Can the list be empty?
What is the most important value for this problem? Is it time or space?
Brute-force Approach
A simple solution is to use a hash set. We traverse the linked list and store every node we have visited. If we see the same node again, that node must be the cycle entrance. That gives us O(n) time, but it uses O(n) space.
Optimized Approach
The optimal solution is to use two pointer technique, in particular fast and slow pointer approach.
First, I use two pointers: fast and slow and set them to the head of the list. slow moves one step each time, and fast moves two steps each time. If there is no cycle, eventually fast or fast.next will reach the end of the list. If there is a cycle, slow and fast must meet somewhere inside the cycle. After they meet, the key trick is: move one pointer back to head, and keep the other pointer at the meeting point. Then move both one step at a time. The place where they meet again is the cycle entrance.
Now I’ll explain why this works.
- Suppose the distance from head to the cycle entrance is
a. - Then suppose the distance from the cycle entrance to the meeting point is
b. - And the rest of the cycle length is
c.
So the cycle length is b + c. When slow and fast meet, slow has moved: a + b; fast has a + b + k(b + c) where k >= 1. Since fast moves twice faster than slow, that gives us a key observation: a + b = k(b + c), which is a = (k - 1)(b + c) + c. So if one pointer starts from head, and the other starts from the meeting point, they will meet at the cycle entrance after moving one step at a time because the pointer on the cycle will move k - 1 cycles and c steps, stopping at exact the cycle entrance.
Let me test it with an example that has an cycle:
3 -> 2 -> 0 -> 4
↑ ↓
└─────────┘slow and fast will first meet at 4 inside the cycle. Then I reset one pointer to head, move both one step at a time, and they meet at 2. Correct.

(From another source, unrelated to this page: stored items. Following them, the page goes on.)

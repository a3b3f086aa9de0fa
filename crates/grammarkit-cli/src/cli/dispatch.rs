//! Dispatch logic: extract params from ArgMatches and convert to command args.
//!
//! `*Params` structs mirror the command `*Args` but hold raw clap values
//! (color as a choice, limits as optional numbers). The `Into<*Args>` impls
//! resolve them for the command handlers.

use std::path::PathBuf;

use clap::ArgMatches;
use grammarkit_vm::FuelLimits;

use super::ColorChoice;
use crate::commands::check::CheckArgs;
use crate::commands::dump::DumpArgs;
use crate::commands::grammar_source::GrammarSource;
use crate::commands::input::InputSource;
use crate::commands::lex::LexArgs;
use crate::commands::parse::ParseArgs;

pub struct CheckParams {
    pub grammar: String,
    pub search_paths: Vec<PathBuf>,
    pub strict: bool,
    pub color: ColorChoice,
}

impl CheckParams {
    pub fn from_matches(m: &ArgMatches) -> Self {
        Self {
            grammar: parse_grammar(m),
            search_paths: parse_search_paths(m),
            strict: m.get_flag("strict"),
            color: parse_color(m),
        }
    }
}

impl From<CheckParams> for CheckArgs {
    fn from(p: CheckParams) -> Self {
        Self {
            grammar: GrammarSource::new(p.grammar, p.search_paths),
            strict: p.strict,
            color: p.color.should_colorize(),
        }
    }
}

pub struct LexParams {
    pub grammar: String,
    pub search_paths: Vec<PathBuf>,
    pub input_path: Option<PathBuf>,
    pub input_text: Option<String>,
    pub json: bool,
    pub fuel: Option<u32>,
    pub max_depth: Option<u32>,
    pub alternates: bool,
    pub nested: bool,
    pub color: ColorChoice,
}

impl LexParams {
    pub fn from_matches(m: &ArgMatches) -> Self {
        Self {
            grammar: parse_grammar(m),
            search_paths: parse_search_paths(m),
            input_path: m.get_one::<PathBuf>("input_path").cloned(),
            input_text: m.get_one::<String>("input_text").cloned(),
            json: m.get_flag("json"),
            fuel: m.get_one::<u32>("fuel").copied(),
            max_depth: m.get_one::<u32>("max_depth").copied(),
            alternates: m.get_flag("alternates"),
            nested: m.get_flag("nested"),
            color: parse_color(m),
        }
    }
}

impl From<LexParams> for LexArgs {
    fn from(p: LexParams) -> Self {
        Self {
            grammar: GrammarSource::new(p.grammar, p.search_paths),
            input: InputSource::new(p.input_path, p.input_text),
            json: p.json,
            limits: limits(p.fuel, p.max_depth),
            alternates: p.alternates,
            nested: p.nested,
            color: p.color.should_colorize(),
        }
    }
}

pub struct ParseParams {
    pub grammar: String,
    pub search_paths: Vec<PathBuf>,
    pub input_path: Option<PathBuf>,
    pub input_text: Option<String>,
    pub json: bool,
    pub fuel: Option<u32>,
    pub max_depth: Option<u32>,
    pub rule: Option<String>,
    pub color: ColorChoice,
}

impl ParseParams {
    pub fn from_matches(m: &ArgMatches) -> Self {
        Self {
            grammar: parse_grammar(m),
            search_paths: parse_search_paths(m),
            input_path: m.get_one::<PathBuf>("input_path").cloned(),
            input_text: m.get_one::<String>("input_text").cloned(),
            json: m.get_flag("json"),
            fuel: m.get_one::<u32>("fuel").copied(),
            max_depth: m.get_one::<u32>("max_depth").copied(),
            rule: m.get_one::<String>("rule").cloned(),
            color: parse_color(m),
        }
    }
}

impl From<ParseParams> for ParseArgs {
    fn from(p: ParseParams) -> Self {
        Self {
            grammar: GrammarSource::new(p.grammar, p.search_paths),
            input: InputSource::new(p.input_path, p.input_text),
            json: p.json,
            limits: limits(p.fuel, p.max_depth),
            rule: p.rule,
            color: p.color.should_colorize(),
        }
    }
}

pub struct DumpParams {
    pub grammar: String,
    pub search_paths: Vec<PathBuf>,
    pub color: ColorChoice,
}

impl DumpParams {
    pub fn from_matches(m: &ArgMatches) -> Self {
        Self {
            grammar: parse_grammar(m),
            search_paths: parse_search_paths(m),
            color: parse_color(m),
        }
    }
}

impl From<DumpParams> for DumpArgs {
    fn from(p: DumpParams) -> Self {
        Self {
            grammar: GrammarSource::new(p.grammar, p.search_paths),
            color: p.color.should_colorize(),
        }
    }
}

fn parse_grammar(m: &ArgMatches) -> String {
    m.get_one::<String>("grammar")
        .cloned()
        .expect("grammar is a required argument")
}

fn parse_search_paths(m: &ArgMatches) -> Vec<PathBuf> {
    m.get_many::<PathBuf>("search_path")
        .map(|dirs| dirs.cloned().collect())
        .unwrap_or_default()
}

fn parse_color(m: &ArgMatches) -> ColorChoice {
    match m.get_one::<String>("color").map(|s| s.as_str()) {
        Some("always") => ColorChoice::Always,
        Some("never") => ColorChoice::Never,
        _ => ColorChoice::Auto,
    }
}

fn limits(fuel: Option<u32>, max_depth: Option<u32>) -> FuelLimits {
    let mut limits = FuelLimits::new();
    if let Some(fuel) = fuel {
        limits = limits.exec_fuel(fuel);
    }
    if let Some(depth) = max_depth {
        limits = limits.recursion_limit(depth);
    }
    limits
}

The time complexity would be O(n) because slow pointer moves less than 2n nodes. The space complexity is O(1).
Code
/**
* Definition for singly-linked list.
* class ListNode {
* int val;
* ListNode next;
* ListNode(int x) {
* val = x;
* next = null;
* }
* }
*/
public class Solution {
public ListNode detectCycle(ListNode head) {
ListNode fast = head, slow = head;
while (fast != null && fast.next != null) {
fast = fast.next.next;
slow = slow.next;
if (fast == slow) {
fast = head;
while (fast != slow) {
slow = slow.next;
fast = fast.next;
}
return fast;
}
}
return null;
}
}Follow-up
As a follow-up, if memory was not constrained, the hash set solution is simpler and easier to reason about, but fast and slow pointer is better because it solves the problem without extra space.